Start of SOURCE MATERIAL

use anyhow::{Context, Result};
use serde::{Deserialize, Serialize};
use std::env;
use std::fmt;
use std::path::Path;
use std::time::Duration;

/// Environment variable that overrides [`StoreConfig::store`].
pub const STORE_ENV: &str = "TANGLE_STORE";

/// Which log store [`crate::repo::Repository`] opens.
#[derive(Debug, Clone, Copy, PartialEq, Eq, Default, Serialize, Deserialize)]
#[serde(rename_all = "lowercase")]
pub enum StoreKind {
    /// Offset bookmarks plus a snapshot; only new bytes are replayed.
    #[default]
    Heads,
    /// Replay both logs on every read.
    Full,
}

impl StoreKind {
    fn parse(raw: &str) -> Option<Self> {
        match raw.trim().to_ascii_lowercase().as_str() {
            "heads" | "incremental" => Some(Self::Heads),
            "full" | "replay" => Some(Self::Full),
            _ => None,
        }
    }
}

impl fmt::Display for StoreKind {
    fn fmt(&self, f: &mut fmt::Formatter<'_>) -> fmt::Result {
        f.write_str(match self {
            Self::Heads => "heads",
            Self::Full => "full",
        })
    }
}

/// Store tuning read from `<root>/config.toml`.
#[derive(Debug, Clone, PartialEq, Eq, Serialize, Deserialize)]
pub struct StoreConfig {
    #[serde(default = "default_lock_timeout_ms")]
    pub lock_timeout_ms: u64,
    #[serde(default = "default_read_lock_timeout_ms")]
    pub read_lock_timeout_ms: u64,
    /// `sync_data` after every append.
    #[serde(default = "default_true")]
    pub durable: bool,
    #[serde(default = "default_tail_chunk_bytes")]
    pub tail_chunk_bytes: usize,
    #[serde(default)]
    pub store: StoreKind,
    /// Install the built-in schema validator.
    #[serde(default = "default_true")]
    pub validate: bool,
}

impl Default for StoreConfig {
    fn default() -> Self {
        Self {
            lock_timeout_ms: default_lock_timeout_ms(),
            read_lock_timeout_ms: default_read_lock_timeout_ms(),
            durable: default_true(),
            tail_chunk_bytes: default_tail_chunk_bytes(),
            store: StoreKind::default(),
            validate: default_true(),
        }
    }
}

impl StoreConfig {
    pub const fn lock_timeout(&self) -> Duration {
        Duration::from_millis(self.lock_timeout_ms)
    }

    pub const fn read_lock_timeout(&self) -> Duration {
        Duration::from_millis(self.read_lock_timeout_ms)
    }

    /// Chunk size for tail reads, never zero.
    pub fn tail_chunk(&self) -> usize {
        self.tail_chunk_bytes.max(1)
    }
}

/// Load `<root>/config.toml`, falling back to defaults when it is absent,
/// then apply the `TANGLE_STORE` override.
///
/// # Errors
///
/// Fails if the file exists but cannot be read or parsed.
pub fn load_config(root: &Path) -> Result<StoreConfig> {
    let path = root.join("config.toml");
    let mut config = if path.exists() {
        let content = std::fs::read_to_string(&path)
            .with_context(|| format!("Failed to read {}", path.display()))?;
        toml::from_str::<StoreConfig>(&content)
            .with_context(|| format!("Failed to parse {}", path.display()))?
    } else {
        StoreConfig::default()
    };

    config.store = resolve_store_kind(config.store, env::var(STORE_ENV).ok());
    Ok(config)
}

fn resolve_store_kind(configured: StoreKind, env_value: Option<String>) -> StoreKind {
    let Some(raw) = env_value else {
        return configured;
    };
    StoreKind::parse(&raw).unwrap_or_else(|| {
        tracing::warn!(
            value = %raw,
            fallback = %configured,
            "ignoring unrecognized {STORE_ENV}"
        );
        configured
    })
}

const fn default_true() -> bool {
    true
}

const fn default_lock_timeout_ms() -> u64 {
    5_000
}

const fn default_read_lock_timeout_ms() -> u64 {
    1_000
}

const fn default_tail_chunk_bytes() -> usize {
    64 * 1024
}
#![no_main]

use libfuzzer_sys::fuzz_target;
use std::path::Path;
use tangle_core::event::parse_lines;
use tangle_core::graph::{apply_events, check_invariants, materialize_from_events};

fuzz_target!(|data: &[u8]| {
    let text = String::from_utf8_lossy(data);
    let Ok(events) = parse_lines(Path::new("fuzz.jsonl"), &text) else {
        return;
    };
    let full = materialize_from_events(&events);
    let mid = events.len() / 2;
    let split = apply_events(materialize_from_events(&events[..mid]), &events[mid..]);
    assert_eq!(full, split);
    let _ = check_invariants(&full);
});
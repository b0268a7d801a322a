//! Advisory invariant checks over a materialized graph.
//!
//! Nothing here runs automatically. Callers invoke [`check_invariants`]
//! after bulk edits or as part of integrity verification.
//!
//! Two rules are checked:
//!
//! - **No blocking cycles.** A three-color DFS over `blocks` edges only.
//!   The first back edge found is reported and the search stops.
//! - **Done parents have finished children.** A `done` issue whose
//!   `parent-child` children include one that is neither done nor canceled
//!   is reported.

use std::collections::BTreeMap;
use std::fmt;

use super::state::GraphState;
use crate::model::{LinkType, Status};

/// A broken domain rule.
#[derive(Debug, Clone, PartialEq, Eq)]
pub enum Violation {
    /// `path` starts and ends at the node where the back edge was found.
    BlockingCycle { detected_at: String, path: Vec<String> },
    UnfinishedChildren {
        parent: String,
        children: Vec<(String, Status)>,
    },
}

impl fmt::Display for Violation {
    fn fmt(&self, f: &mut fmt::Formatter<'_>) -> fmt::Result {
        match self {
            Self::BlockingCycle { detected_at, path } => write!(
                f,
                "blocking cycle detected at '{detected_at}': {}",
                path.join(" -> ")
            ),
            Self::UnfinishedChildren { parent, children } => {
                let listed: Vec<String> = children
                    .iter()
                    .map(|(id, status)| format!("{id} ({status})"))
                    .collect();
                write!(
                    f,
                    "done parent '{parent}' has unfinished children: {}",
                    listed.join(", ")
                )
            }
        }
    }
}

/// Run every check and render the violations. Empty means healthy.
#[must_use]
pub fn check_invariants(state: &GraphState) -> Vec<String> {
    find_violations(state)
        .iter()
        .map(ToString::to_string)
        .collect()
}

/// Typed form of [`check_invariants`].
#[must_use]
pub fn find_violations(state: &GraphState) -> Vec<Violation> {
    let mut violations = Vec::new();
    if let Some(cycle) = find_blocking_cycle(state) {
        violations.push(cycle);
    }
    violations.extend(unfinished_children(state));
    violations
}

#[derive(Debug, Clone, Copy, PartialEq, Eq)]
enum Color {
    White,
    Gray,
    Black,
}

/// Iterative three-color DFS over `blocks` edges, in id order.
#[must_use]
pub fn find_blocking_cycle(state: &GraphState) -> Option<Violation> {
    let mut color: BTreeMap<&str, Color> = BTreeMap::new();
    for id in state.issues().keys().chain(state.outgoing_map().keys()) {
        color.insert(id.as_str(), Color::White);
    }
    let roots: Vec<&str> = color.keys().copied().collect();

    for root in roots {
        if color.get(root) != Some(&Color::White) {
            continue;
        }
        // Each frame is a node and the index of its next edge to explore.
        let mut stack: Vec<(&str, usize)> = vec![(root, 0)];
        color.insert(root, Color::Gray);

        while let Some(frame) = stack.last_mut() {
            let (node, next) = *frame;
            let edges = state.outgoing(node);
            let Some(offset) = edges[next..]
                .iter()
                .position(|l| l.link_type == LinkType::Blocks)
            else {
                color.insert(node, Color::Black);
                stack.pop();
                continue;
            };
            frame.1 = next + offset + 1;

            let target = edges[next + offset].to.as_str();
            match color.get(target).copied().unwrap_or(Color::White) {
                Color::Gray => {
                    let start = stack
                        .iter()
                        .position(|(id, _)| *id == target)
                        .unwrap_or(0);
                    let mut path: Vec<String> =
                        stack[start..].iter().map(|(id, _)| (*id).to_string()).collect();
                    path.push(target.to_string());
                    return Some(Violation::BlockingCycle {
                        detected_at: node.to_string(),
                        path,
                    });
                }
                Color::White => {
                    color.insert(target, Color::Gray);
                    stack.push((target, 0));
                }
                Color::Black => {}
            }
        }
    }
    None
}

fn unfinished_children(state: &GraphState) -> Vec<Violation> {
    state
        .issues()
        .values()
        .filter(|issue| issue.status == Status::Done)
        .filter_map(|parent| {
            let children: Vec<(String, Status)> = state
                .children_of(&parent.id)
                .filter_map(|child| state.issue(child))
                .filter(|child| !child.status.is_resolved())
                .map(|child| (child.id.clone(), child.status))
                .collect();
            (!children.is_empty()).then(|| Violation::UnfinishedChildren {
                parent: parent.id.clone(),
                children,
            })
        })
        .collect()
}
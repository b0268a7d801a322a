//! JSON-lines encoding for [`Event`]s.

use std::path::Path;

use super::Event;
use crate::error::StoreError;

/// Serialize an event to one compact JSON line, newline included.
///
/// # Errors
///
/// Returns the serializer error; in practice only non-string map keys can
/// trigger it, and the event model has none.
pub fn encode_line(event: &Event) -> Result<String, serde_json::Error> {
    let mut line = serde_json::to_string(event)?;
    line.push('\n');
    Ok(line)
}

/// Parse a single raw line. `line_no` is 1-based and only used for the
/// error.
///
/// # Errors
///
/// [`StoreError::Parse`] with the file, line number and raw content.
pub fn decode_line(path: &Path, line_no: usize, raw: &str) -> Result<Event, StoreError> {
    serde_json::from_str(raw.trim_end_matches('\r')).map_err(|e| StoreError::Parse {
        path: path.to_path_buf(),
        line: line_no,
        content: raw.to_string(),
        reason: e.to_string(),
    })
}

/// Parse newline-delimited events, skipping blank lines.
///
/// Stops at the first bad line; there is no partial result.
///
/// # Errors
///
/// [`StoreError::Parse`] for the first line that does not decode.
pub fn parse_lines(path: &Path, input: &str) -> Result<Vec<Event>, StoreError> {
    let mut events = Vec::new();
    for (i, line) in input.lines().enumerate() {
        if line.trim().is_empty() {
            continue;
        }
        events.push(decode_line(path, i + 1, line)?);
    }
    Ok(events)
}
use chrono::{DateTime, Utc};
use serde::{Deserialize, Serialize};
use std::{fmt, str::FromStr};

/// The closed set of issue kinds.
#[derive(Debug, Clone, Copy, PartialEq, Eq, PartialOrd, Ord, Hash, Serialize, Deserialize)]
#[serde(rename_all = "lowercase")]
pub enum IssueKind {
    Feature,
    Bug,
    Chore,
    Note,
    Epic,
}

impl IssueKind {
    const fn as_str(self) -> &'static str {
        match self {
            Self::Feature => "feature",
            Self::Bug => "bug",
            Self::Chore => "chore",
            Self::Note => "note",
            Self::Epic => "epic",
        }
    }
}

/// The four lifecycle statuses.
#[derive(Debug, Clone, Copy, PartialEq, Eq, PartialOrd, Ord, Hash, Serialize, Deserialize)]
#[serde(rename_all = "lowercase")]
pub enum Status {
    Open,
    Doing,
    Done,
    Canceled,
}

impl Status {
    const fn as_str(self) -> &'static str {
        match self {
            Self::Open => "open",
            Self::Doing => "doing",
            Self::Done => "done",
            Self::Canceled => "canceled",
        }
    }

    /// Open and doing issues are still in flight.
    #[must_use]
    pub const fn is_active(self) -> bool {
        matches!(self, Self::Open | Self::Doing)
    }

    /// Done and canceled issues no longer block anything.
    #[must_use]
    pub const fn is_resolved(self) -> bool {
        matches!(self, Self::Done | Self::Canceled)
    }
}

/// Highest priority. Lower numbers sort first.
pub const PRIORITY_HIGHEST: u8 = 0;
/// Lowest priority accepted by validation.
pub const PRIORITY_LOWEST: u8 = 3;

/// A work item as materialized from the event log.
#[derive(Debug, Clone, PartialEq, Eq, Serialize, Deserialize)]
#[serde(rename_all = "camelCase")]
pub struct Issue {
    pub id: String,
    pub title: String,
    #[serde(default, skip_serializing_if = "Option::is_none")]
    pub body: Option<String>,
    pub kind: IssueKind,
    pub priority: u8,
    pub status: Status,
    #[serde(default)]
    pub labels: Vec<String>,
    pub created_at: DateTime<Utc>,
    pub updated_at: DateTime<Utc>,
    #[serde(default, skip_serializing_if = "Option::is_none")]
    pub closed_at: Option<DateTime<Utc>>,
}

/// Error returned when parsing an enum value from text.
#[derive(Debug, Clone, PartialEq, Eq)]
pub struct ParseEnumError {
    pub expected: &'static str,
    pub got: String,
}

impl fmt::Display for ParseEnumError {
    fn fmt(&self, f: &mut fmt::Formatter<'_>) -> fmt::Result {
        write!(f, "invalid {}: '{}'", self.expected, self.got)
    }
}

impl std::error::Error for ParseEnumError {}

impl fmt::Display for IssueKind {
    fn fmt(&self, f: &mut fmt::Formatter<'_>) -> fmt::Result {
        f.write_str(self.as_str())
    }
}

impl fmt::Display for Status {
    fn fmt(&self, f: &mut fmt::Formatter<'_>) -> fmt::Result {
        f.write_str(self.as_str())
    }
}

impl FromStr for IssueKind {
    type Err = ParseEnumError;

    fn from_str(s: &str) -> Result<Self, Self::Err> {
        match s.trim().to_ascii_lowercase().as_str() {
            "feature" => Ok(Self::Feature),
            "bug" => Ok(Self::Bug),
            "chore" => Ok(Self::Chore),
            "note" => Ok(Self::Note),
            "epic" => Ok(Self::Epic),
            _ => Err(ParseEnumError {
                expected: "kind",
                got: s.to_string(),
            }),
        }
    }
}

impl FromStr for Status {
    type Err = ParseEnumError;

    fn from_str(s: &str) -> Result<Self, Self::Err> {
        match s.trim().to_ascii_lowercase().as_str() {
            "open" => Ok(Self::Open),
            "doing" => Ok(Self::Doing),
            "done" => Ok(Self::Done),
            "canceled" | "cancelled" => Ok(Self::Canceled),
            _ => Err(ParseEnumError {
                expected: "status",
                got: s.to_string(),
            }),
        }
    }
}
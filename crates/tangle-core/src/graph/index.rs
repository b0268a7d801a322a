//! Secondary indexes over a materialized graph.
//!
//! Built once per materialization by [`build_indexes`] and thrown away with
//! the state. [`index_issue_created`] covers the one incremental case that
//! matters in practice: a freshly created issue that nothing else depends on
//! yet.

use std::collections::{BTreeMap, BTreeSet};

use super::state::GraphState;
use crate::model::{Issue, Status};

/// A [`GraphState`] plus status, priority and label memberships and the
/// precomputed ready set.
#[derive(Debug, Clone, Default, PartialEq, Eq)]
pub struct IndexedGraphState {
    graph: GraphState,
    by_status: BTreeMap<Status, BTreeSet<String>>,
    by_priority: BTreeMap<u8, BTreeSet<String>>,
    by_label: BTreeMap<String, BTreeSet<String>>,
    ready: BTreeSet<String>,
}

/// Index every issue in one pass.
#[must_use]
pub fn build_indexes(graph: GraphState) -> IndexedGraphState {
    let mut indexed = IndexedGraphState {
        graph,
        ..IndexedGraphState::default()
    };
    let ids: Vec<String> = indexed.graph.issues().keys().cloned().collect();
    for id in ids {
        indexed.index_one(&id);
    }
    indexed
}

/// Add (or re-index) a single just-created issue.
///
/// Only `issue` is recomputed, using the adjacency already present in the
/// graph. Issues whose readiness depends on `issue` are not revisited, so
/// call this before any link points at the new issue, or rebuild instead.
#[must_use]
pub fn index_issue_created(mut indexed: IndexedGraphState, issue: &Issue) -> IndexedGraphState {
    indexed.unindex(&issue.id);
    indexed.graph.issues.insert(issue.id.clone(), issue.clone());
    indexed.index_one(&issue.id);
    indexed
}

/// Ready iff active and every `blocks` predecessor is resolved.
///
/// Predecessors that are not in the graph do not block.
#[must_use]
pub fn is_ready(graph: &GraphState, issue: &Issue) -> bool {
    issue.status.is_active()
        && graph
            .blockers_of(&issue.id)
            .filter_map(|from| graph.issue(from))
            .all(|blocker| blocker.status.is_resolved())
}

impl IndexedGraphState {
    fn index_one(&mut self, id: &str) {
        let Some(issue) = self.graph.issue(id) else {
            return;
        };
        let ready = is_ready(&self.graph, issue);
        let (status, priority) = (issue.status, issue.priority);
        let labels = issue.labels.clone();

        self.by_status
            .entry(status)
            .or_default()
            .insert(id.to_string());
        self.by_priority
            .entry(priority)
            .or_default()
            .insert(id.to_string());
        for label in labels {
            self.by_label.entry(label).or_default().insert(id.to_string());
        }
        if ready {
            self.ready.insert(id.to_string());
        }
    }

    fn unindex(&mut self, id: &str) {
        for set in self.by_status.values_mut() {
            set.remove(id);
        }
        for set in self.by_priority.values_mut() {
            set.remove(id);
        }
        for set in self.by_label.values_mut() {
            set.remove(id);
        }
        self.by_status.retain(|_, set| !set.is_empty());
        self.by_priority.retain(|_, set| !set.is_empty());
        self.by_label.retain(|_, set| !set.is_empty());
        self.ready.remove(id);
    }

    pub const fn graph(&self) -> &GraphState {
        &self.graph
    }

    #[must_use]
    pub fn into_graph(self) -> GraphState {
        self.graph
    }

    #[must_use]
    pub fn with_status(&self, status: Status) -> Option<&BTreeSet<String>> {
        self.by_status.get(&status)
    }

    #[must_use]
    pub fn with_priority(&self, priority: u8) -> Option<&BTreeSet<String>> {
        self.by_priority.get(&priority)
    }

    #[must_use]
    pub fn with_label(&self, label: &str) -> Option<&BTreeSet<String>> {
        self.by_label.get(label)
    }

    pub const fn ready_ids(&self) -> &BTreeSet<String> {
        &self.ready
    }

    /// Ready issues ordered by priority, then creation time, then id.
    #[must_use]
    pub fn ready_issues(&self) -> Vec<&Issue> {
        let mut issues: Vec<&Issue> = self
            .ready
            .iter()
            .filter_map(|id| self.graph.issue(id))
            .collect();
        issues.sort_by(|a, b| {
            a.priority
                .cmp(&b.priority)
                .then_with(|| a.created_at.cmp(&b.created_at))
                .then_with(|| a.id.cmp(&b.id))
        });
        issues
    }
}
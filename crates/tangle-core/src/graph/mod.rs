//! Pure graph layer: state, event application, indexes and invariants.
//!
//! Nothing in here touches the filesystem.

pub mod apply;
pub mod index;
pub mod invariants;
pub mod state;

pub use apply::{apply_event, apply_events, materialize_from_events};
pub use index::{build_indexes, index_issue_created, IndexedGraphState};
pub use invariants::{check_invariants, find_violations, Violation};
pub use state::GraphState;
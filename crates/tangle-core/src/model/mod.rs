//! Domain records: issues, links and their identifiers.

pub mod id;
pub mod issue;
pub mod link;

pub use issue::{Issue, IssueKind, ParseEnumError, Status};
pub use link::{Link, LinkType};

End of SOURCE MATERIAL

DESCRIPTION OF THE TASK: Copy each line of the listing that contains the string "durable".

RESULT OF THE EXERCISE:
    pub durable: bool,
            durable: default_true(),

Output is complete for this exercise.